Tropes used in The Unit include:
  • Aborted Arc: Molly, who had a secret past which was never mentioned beyond that one episode. It does have a surprisingly solid justification; the man who said he'd come looking for her only specifically knew her married name and that her husband was in the Army, which, as he put it, was enough information to find her. Shortly thereafter, however, the families of the Unit members are all uprooted and moved to another state under false identities; Molly's secret past would no longer have any way of finding her, since she, for all intents and purposes, doesn't exist anymore.
    • Hector's girlfriend who becomes Charlie's girlfriend after his death vanishes without a trace in the middle of the romance picking up as part of the Bikini Bar mentioned below. Thinking about this makes his love interest in season four seem a little strange, and it's particularly odd considering that the issue of Hector's death is revisited in season four.
  • Affably Evil: Season Four villain Leon Drake
  • Almighty Janitor: The 303rd as a whole. In their official cover they are clerks working at Fort Griffith. This is invoked when Hector's girlfriend's dad holds ill-concealed contempt towards the young clerk but immediately warms to him when he finds out that Hector is "part of the family", so to speak.
  • Armor Is Useless: Averted for an FBI agent shot by Jonas.
  • Badass Crew: You could change the name of the show to the title of this trope and nobody would really notice.
  • Benevolent Boss: Jonas, being the resident Sergeant Rock and mentor to the new guys.
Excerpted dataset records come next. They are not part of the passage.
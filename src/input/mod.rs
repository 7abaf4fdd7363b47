//! # Input Module
//!
//! Text command parsing for player interactions.

use crate::game::Direction;
use log::debug;

/// Input handler for processing player commands.
///
/// Turns lines typed on stdin into [`PlayerInput`] values. A line is either a
/// single command word (`undo`, `left`, `quit`, ...) or a string of one-key
/// commands such as `ddwu`.
#[derive(Debug, Clone)]
pub struct InputHandler {
    /// Whether to enable Vi-style movement keys (hjkl)
    pub vi_keys_enabled: bool,
}

impl Default for InputHandler {
    fn default() -> Self {
        Self::new()
    }
}

impl InputHandler {
    /// Creates a new input handler.
    ///
    /// # Examples
    ///
    /// ```
    /// use sokolink::{Direction, InputHandler, PlayerInput};
    ///
    /// let input_handler = InputHandler::new();
    /// assert_eq!(
    ///     input_handler.parse_line("dd"),
    ///     vec![PlayerInput::Move(Direction::Right), PlayerInput::Move(Direction::Right)]
    /// );
    /// ```
    pub fn new() -> Self {
        Self {
            vi_keys_enabled: true,
        }
    }

    /// Parses one line of input. Unknown keys are skipped.
    pub fn parse_line(&self, line: &str) -> Vec<PlayerInput> {
        let line = line.trim();
        if line.is_empty() {
            return Vec::new();
        }

        if let Some(input) = self.parse_word(line) {
            return vec![input];
        }

        line.chars()
            .filter(|c| !c.is_whitespace())
            .filter_map(|key| {
                let input = self.parse_key(key);
                if input.is_none() {
                    debug!("Ignoring unknown key {:?}", key);
                }
                input
            })
            .collect()
    }

    /// Maps a single key to an input.
    pub fn parse_key(&self, key: char) -> Option<PlayerInput> {
        let input = match key.to_ascii_lowercase() {
            'w' => PlayerInput::Move(Direction::Up),
            's' => PlayerInput::Move(Direction::Down),
            'a' => PlayerInput::Move(Direction::Left),
            'd' => PlayerInput::Move(Direction::Right),
            'k' if self.vi_keys_enabled => PlayerInput::Move(Direction::Up),
            'j' if self.vi_keys_enabled => PlayerInput::Move(Direction::Down),
            'h' if self.vi_keys_enabled => PlayerInput::Move(Direction::Left),
            'l' if self.vi_keys_enabled => PlayerInput::Move(Direction::Right),
            'u' | 'z' => PlayerInput::Undo,
            'r' => PlayerInput::Reset,
            'n' => PlayerInput::NewLevel,
            'p' => PlayerInput::ToggleAutoSolve,
            'v' => PlayerInput::TogglePlanDisplay,
            'c' => PlayerInput::Recheck,
            'm' => PlayerInput::ToggleMode,
            '?' => PlayerInput::Help,
            'q' => PlayerInput::Quit,
            _ => return None,
        };
        Some(input)
    }

    fn parse_word(&self, word: &str) -> Option<PlayerInput> {
        if word.chars().count() < 2 {
            return None;
        }
        if let Ok(direction) = word.parse::<Direction>() {
            return Some(PlayerInput::Move(direction));
        }
        let input = match word.to_lowercase().as_str() {
            "undo" => PlayerInput::Undo,
            "reset" | "restart" => PlayerInput::Reset,
            "new" | "next" => PlayerInput::NewLevel,
            "solve" | "auto" => PlayerInput::ToggleAutoSolve,
            "plan" => PlayerInput::TogglePlanDisplay,
            "check" | "recheck" => PlayerInput::Recheck,
            "mode" => PlayerInput::ToggleMode,
            "help" => PlayerInput::Help,
            "quit" | "exit" => PlayerInput::Quit,
            _ => return None,
        };
        Some(input)
    }

    /// One-line summary of the commands.
    pub fn help_text(&self) -> &'static str {
        "Commands: w/a/s/d (or k/h/j/l) move, u undo, r reset, n new level, \
         p auto-solve, v show plan, c recheck, m toggle fixed/auto mode, ? help, q quit"
    }
}

/// Player input types that can be processed by the session.
#[derive(Debug, Clone, Copy, PartialEq, Eq)]
pub enum PlayerInput {
    /// Move or push in a direction
    Move(Direction),
    /// Take back the last move
    Undo,
    /// Restart the current level
    Reset,
    /// Generate a fresh random level
    NewLevel,
    /// Start or stop auto-solve
    ToggleAutoSolve,
    /// Show or hide the oracle's plan
    TogglePlanDisplay,
    /// Ask the oracle again now
    Recheck,
    /// Switch between fixed and auto query mode
    ToggleMode,
    /// Show help information
    Help,
    /// Quit the game
    Quit,
}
Colonel Ryan, kinda-sorta. He is by far the more political animal.
  • Bikini Bar: Justified by explicitly stating it is a non-nude bar. Notable as one of the plot elements that fell victim to the writer's strike.
  • The Book Cipher: In "Paradise Lost", Jonas uses a book code from the poem Paradise Lost to communicate to Molly that he has arrived safely in Panama.
  • Catch Phrase: Jonas's "How about that?"
  • CIA Evil, FBI Good: The FBI are generally honest hard workers trying to protect the people. The CIA, which features a lot more prominently given the 303rd's counterterrorism missions, zigzags. The case workers and other field operatives are basically good, if very results-oriented, while the people in Washington are generally Obstructive Bureaucrats.
    • Beyond the bureaucrats, there are of course some CIA agents who are part of season 2's coalition of mostly unnamed bad guys. 'Certain elements' are alluded to that were part of the plot to have the unit disbanded and charged with treason. It's not specifically stated who is running the scheme, and it's probably the NSA or indeed some unnamed agency, but 'certain elements' of the CIA are involved.
  • Code Name: All The Unit have one. See the character sheet.
  • Comforting the Widow: Played with.
  • Da Chief: Colonel Ryan.
  • Death From Above: They never show the plane, just a missile coming out of nowhere like the fist of an angry god.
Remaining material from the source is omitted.